Nobody ever came. Things very nearly got ugly. Someone got sick of him harassing everyone and started something. Luckily, other more cool-headed people at the bar stopped him. Later, the drunk guy fell over the fence onto the table where I was sitting with my date, and while I was only trying to prevent him from falling down, he tried to fight with me because he thought I was fighting with him. It could easily have become a fight at any point with any number of people. Luckily, some people who knew him eventually came and took him home. But the cop could easily have taken control of the situation 30 minutes earlier, instead of just leaving a firecracker with a lit fuse. A lot of serious crimes probably start out as more minor altercations that could be defused early.
The cop one block away couldn't bother to leave his engrossing conversation to walk a block and deal with an incident, and if he even called anyone, they didn't come. He was clearly not busy with anything of consequence.
What Is Wrong With This Picture
DC seems to remain baffled about how to better deal with crime in this city. In the last few years we've seen a slew of untested, reactionary approaches to the citizen outcry whenever there's a crime wave.
These have universally failed. Despite Kathy Lanier's claims to the contrary, the drops in crime in DC this year are not due to "All Hands On Deck" and the other silliness she's implemented.
News flash Kathy: When crime drops everywhere in the country, it's not because of you. And even if this was a phenomenon unique to DC, six months does not a trend make.
But they continue to push forward with initiatives that not only seem mind-bogglingly stupid at first glance, but don't produce any lasting results. Even the beat cops don't like them.
Obviously, the lawmakers in DC need to have things simplified a little bit so they can understand why these policies don't work. In an effort to make things as easy as possible for everyone to understand, I have prepared this pictoral overview of the effects of each the gimmicky DC policing policies instituted in the last couple years.
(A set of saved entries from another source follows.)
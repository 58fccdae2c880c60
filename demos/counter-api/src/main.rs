//! Counter API server.
//!
//! ```sh
//! API_SERVICE=counter PORT=8080 METRICS_ADDR=127.0.0.1:9090 cargo run -p counter-api
//! curl -X POST localhost:8080/counter/increment -H 'content-type: application/json' -d '{"by": 2}'
//! ```

use anyhow::Context;
use axum::{Router, routing::get};
use std::env;
use std::net::SocketAddr;
use tokio::net::TcpListener;
use tokio::signal;
use tracing::{info, warn};
use txapi_runtime::metrics::MetricsServer;
use txapi_testing::InMemoryStore;
use txapi_web::{AppConfig, telemetry};

use counter_api::{DEFAULT_SERVICE, app};

#[tokio::main]
async fn main() -> anyhow::Result<()> {
    let config = AppConfig::from_env_or(DEFAULT_SERVICE).context("invalid configuration")?;
    telemetry::init_tracing(&config.logging);
    if config.error_reporting.install_reporter() {
        info!(environment = %config.error_reporting.environment, "Crash reporting enabled");
    }

    info!(service = %config.service, "Starting counter API");

    if let Some(addr) = env_addr("METRICS_ADDR")? {
        serve_metrics(addr).await?;
    }

    let port: u16 = env::var("PORT")
        .ok()
        .and_then(|p| p.parse().ok())
        .unwrap_or(8080);
    let addr = SocketAddr::from(([0, 0, 0, 0], port));

    let router = app(InMemoryStore::new(), config)?;
    let listener = TcpListener::bind(addr)
        .await
        .with_context(|| format!("failed to bind {addr}"))?;
    info!(%addr, "Listening");

    axum::serve(
        listener,
        router.into_make_service_with_connect_info::<SocketAddr>(),
    )
    .with_graceful_shutdown(shutdown_signal())
    .await?;

    info!("Server stopped");
    Ok(())
}

fn env_addr(key: &str) -> anyhow::Result<Option<SocketAddr>> {
    env::var(key)
        .ok()
        .map(|raw| raw.parse().with_context(|| format!("{key} is not a socket address")))
        .transpose()
}

async fn serve_metrics(addr: SocketAddr) -> anyhow::Result<()> {
    let mut metrics = MetricsServer::new(addr);
    metrics.start()?;
    let Some(handle) = metrics.handle().cloned() else {
        warn!("Metrics recorder owned elsewhere, not serving /metrics");
        return Ok(());
    };

    let router = Router::new().route("/metrics", get(move || async move { handle.render() }));
    let listener = TcpListener::bind(addr)
        .await
        .with_context(|| format!("failed to bind metrics on {addr}"))?;
    info!(%addr, "Serving metrics");

    tokio::spawn(async move {
        if let Err(e) = axum::serve(listener, router).await {
            warn!(error = %e, "Metrics server stopped");
        }
    });
    Ok(())
}

async fn shutdown_signal() {
    let ctrl_c = async {
        if let Err(e) = signal::ctrl_c().await {
            warn!(error = %e, "Failed to listen for Ctrl+C");
        }
    };

    #[cfg(unix)]
    let terminate = async {
        match signal::unix::signal(signal::unix::SignalKind::terminate()) {
            Ok(mut sig) => {
                sig.recv().await;
            }
            Err(e) => {
                warn!(error = %e, "Failed to listen for SIGTERM");
                std::future::pending::<()>().await;
            }
        }
    };

    #[cfg(not(unix))]
    let terminate = std::future::pending::<()>();

    tokio::select! {
        () = ctrl_c => info!("Received Ctrl+C"),
        () = terminate => info!("Received SIGTERM"),
    }
}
Please, Kathy, stop this reactionary approach to crime in DC.
Do what's tried and true. Get police out of their cars and into the community. Instill in them values that getting involved in a situation, no matter how small it may seem, is better than not doing so. Get them to care more about things that concern the citizens who come and talk to them, than about their big-gulp or conversation.
I hardly ever see cops on foot. I hardly even see them on bikes and segways anymore. Get them out of their cars. Get them walking their beats instead of parking on the corner until something happens.
I have not seen a policeman on foot on my street, five blocks from the Columbia Heights metro and three blocks from the Petworth Metro, ever. This is one of the most publicized areas in the city for criminal activity. And I spend a lot of time on my front porch. A lot.
What is wrong with this picture?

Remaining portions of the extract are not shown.